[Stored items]
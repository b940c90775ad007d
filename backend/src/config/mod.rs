//! Configuration module for the sandbox backend.
//!
//! All configuration is loaded from environment variables with sensible defaults.

use std::env;
use std::net::SocketAddr;
use std::path::PathBuf;

/// Peer endpoint notified when the proxy reports ready.
pub const DEFAULT_PEER_URL: &str = "http://127.0.0.1:5712/servers/updateservers";

/// Application configuration loaded from environment variables.
#[derive(Debug, Clone)]
pub struct Config {
    /// Shared secret required on every request (auth disabled when absent)
    pub api_key: Option<String>,
    /// Path to the JSON player file
    pub players_path: PathBuf,
    /// Address to bind the server to
    pub bind_addr: SocketAddr,
    /// URL of the peer service receiving the ready signal
    pub peer_url: String,
    /// Shared secret sent to the peer service
    pub peer_api_key: String,
    /// Reject rank updates outside the known rank set
    pub strict_ranks: bool,
    /// Log level (trace, debug, info, warn, error)
    pub log_level: String,
}

impl Config {
    /// Load configuration from environment variables.
    pub fn from_env() -> Result<Self, String> {
        dotenvy::dotenv().ok();

        let api_key = env::var("SANDBOX_API_KEY").ok().filter(|k| !k.is_empty());

        let players_path = env::var("SANDBOX_PLAYERS_PATH")
            .unwrap_or_else(|_| "./players.json".to_string())
            .into();

        let bind_addr_raw =
            env::var("SANDBOX_BIND_ADDR").unwrap_or_else(|_| "0.0.0.0:5600".to_string());
        let bind_addr = bind_addr_raw
            .parse()
            .map_err(|e| format!("Invalid SANDBOX_BIND_ADDR {:?}: {}", bind_addr_raw, e))?;

        let peer_url = env::var("SANDBOX_PEER_URL").unwrap_or_else(|_| DEFAULT_PEER_URL.to_string());

        let peer_api_key = env::var("SANDBOX_PEER_API_KEY")
            .ok()
            .or_else(|| api_key.clone())
            .unwrap_or_default();

        let strict_ranks = env::var("SANDBOX_STRICT_RANKS")
            .map(|v| parse_flag(&v))
            .unwrap_or(false);

        let log_level = env::var("SANDBOX_LOG_LEVEL").unwrap_or_else(|_| "info".to_string());

        Ok(Self {
            api_key,
            players_path,
            bind_addr,
            peer_url,
            peer_api_key,
            strict_ranks,
            log_level,
        })
    }
}

fn parse_flag(value: &str) -> bool {
    matches!(
        value.trim().to_ascii_lowercase().as_str(),
        "1" | "true" | "yes" | "on"
    )
}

▸ **EXERCISE BRIEF**: Restate each record exactly as written.

▸ **EXERCISE SOLUTION**:
repository b940c90775ad007d
filename backend/src/config/mod.rs
//! Configuration module for the sandbox backend.
//!
//! All configuration is loaded from environment variables with sensible defaults.

use std::env;
use std::net::SocketAddr;
use std::path::PathBuf;

/// Peer endpoint notified when the proxy reports ready.
pub const DEFAULT_PEER_URL: &str = "http://127.0.0.1:5712/servers/updateservers";

/// Application configuration loaded from environment variables.
#[derive(Debug, Clone)]
pub struct Config {
    /// Shared secret required on every request (auth disabled when absent)
    pub api_key: Option<String>,
    /// Path to the JSON player file
    pub players_path: PathBuf,
    /// Address to bind the server to
    pub bind_addr: SocketAddr,
    /// URL of the peer service receiving the ready signal
    pub peer_url: String,
    /// Shared secret sent to the peer service
    pub peer_api_key: String,
    /// Reject rank updates outside the known rank set
    pub strict_ranks: bool,
    /// Log level (trace, debug, info, warn, error)
    pub log_level: String,
}

impl Config {
    /// Load configuration from environment variables.
    pub fn from_env() -> Result<Self, String> {
        dotenvy::dotenv().ok();

        let api_key = env::var("SANDBOX_API_KEY").ok().filter(|k| !k.is_empty());

        let players_path = env::var("SANDBOX_PLAYERS_PATH")
            .unwrap_or_else(|_| "./players.json".to_string())
            .into();

        let bind_addr_raw =
            env::var("SANDBOX_BIND_ADDR").unwrap_or_else(|_| "0.0.0.0:5600".to_string());
        let bind_addr = bind_addr_raw
            .parse()
            .map_err(|e| format!("Invalid SANDBOX_BIND_ADDR {:?}: {}", bind_addr_raw, e))?;

        let peer_url = env::var("SANDBOX_PEER_URL").unwrap_or_else(|_| DEFAULT_PEER_URL.to_string());

        let peer_api_key = env::var("SANDBOX_PEER_API_KEY")
            .ok()
            .or_else(|| api_key.clone())
            .unwrap_or_default();

        let strict_ranks = env::var("SANDBOX_STRICT_RANKS")
            .map(|v| parse_flag(&v))
            .unwrap_or(false);

        let log_level = env::var("SANDBOX_LOG_LEVEL").unwrap_or_else(|_| "info".to_string());

        Ok(Self {
            api_key,
            players_path,
            bind_addr,
            peer_url,
            peer_api_key,
            strict_ranks,
            log_level,
        })
    }
}

fn parse_flag(value: &str) -> bool {
    matches!(
        value.trim().to_ascii_lowercase().as_str(),
        "1" | "true" | "yes" | "on"
    )
}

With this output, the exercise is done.